因为你的系统好像是Windows, 编译Deformable Attention可能会有问题,你可以参考这个issue,进行一些修改。

I think the deformable attention is not compiled successfully. You can try this: replace line 11

import MultiScaleDeformableAttention as MSDA in the ms_deform_attn_func.py with

from mmcv.ops.multi_scale_deform_attn import ext_module as MSDA and then run python test.py again.

就是直接使用mmcv编译好的Deformable Attention

AlanCSU commented 1 year ago

因为你的系统好像是Windows, 编译Deformable Attention可能会有问题,你可以参考这个issue,进行一些修改。

I think the deformable attention is not compiled successfully. You can try this: replace line 11

import MultiScaleDeformableAttention as MSDA in the ms_deform_attn_func.py with

from mmcv.ops.multi_scale_deform_attn import ext_module as MSDA and then run python test.py again.

就是直接使用mmcv编译好的Deformable Attention

我的系统是windows的,参考了您提供的方案之后我和原方案的提出者出现了一样的问题,我在考虑是否是MSDA.ms_deform_attn_backward这个模块没有编译成功,错误代码如下: File "D:\PyCharm_Projects\ViT-Adapter-main\segmentation\ops\functions\ms_deform_attn_func.py", line 45, in backward

grad_value, grad_sampling_loc, grad_attn_weight = \ MSDA.ms_deform_attn_backward( value, value_spatial_shapes, value_level_start_index, sampling_locations, attention_weights, grad_output, ctx.im2col_step)

TypeError: ms_deform_attn_backward(): incompatible function arguments. The following argument types are supported:

wobukun123 commented 1 year ago

你好,我在复现代码时遇到了跟你相同的问题: import MultiScaleDeformableAttention as MSDA 报错:packages/MultiScaleDeformableAttention-1.0-py3.7-linux-x86_64.egg/MultiScaleDeformableAttention.cpython-37m-x86_64-linux-gnu.so: undefined symbol: _ZNK2at6Tensor7optionsEv from mmcv.ops.multi_scale_deform_attn import ext_module as MSDA 报错: ms_deform_attn_backward(): incompatible function arguments. The following argument types are supported 请问你现在解决了嘛?

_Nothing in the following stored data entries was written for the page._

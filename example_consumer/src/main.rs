//! Example consumer: a small service wired from weblite-framework pieces.
//!
//! Run from repo root: `cargo run -p example-consumer`
//! Needs `DATABASE_URL` (a `.env` file works too).

use tokio::net::TcpListener;
use weblite_framework::{
    health_routes, load_dotenv, logging, AppState, DatabaseSettings, HealthService, LogSettings,
};

#[tokio::main]
async fn main() -> Result<(), Box<dyn std::error::Error>> {
    load_dotenv();
    let _log_guard = logging::init(&LogSettings::from_env())?;

    let db = DatabaseSettings::from_env()?;
    let pool = db.connect().await?;
    let state = AppState::new(pool);

    if let Err(e) = HealthService::new(state.session()).check_db_connection().await {
        tracing::warn!(error = %e, "starting with database unavailable");
    }

    let app = health_routes(state);
    let listener = TcpListener::bind("127.0.0.1:3000").await?;
    let port = listener.local_addr()?.port();
    tracing::info!("Example consumer listening on http://127.0.0.1:{}", port);
    axum::serve(listener, app).await?;
    Ok(())
}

37s commented 8 months ago

你好,我在复现代码时遇到了跟你相同的问题: import MultiScaleDeformableAttention as MSDA 报错:packages/MultiScaleDeformableAttention-1.0-py3.7-linux-x86_64.egg/MultiScaleDeformableAttention.cpython-37m-x86_64-linux-gnu.so: undefined symbol: _ZNK2at6Tensor7optionsEv from mmcv.ops.multi_scale_deform_attn import ext_module as MSDA 报错: ms_deform_attn_backward(): incompatible function arguments. The following argument types are supported 请问你现在解决了嘛?

请问你现在解决了嘛?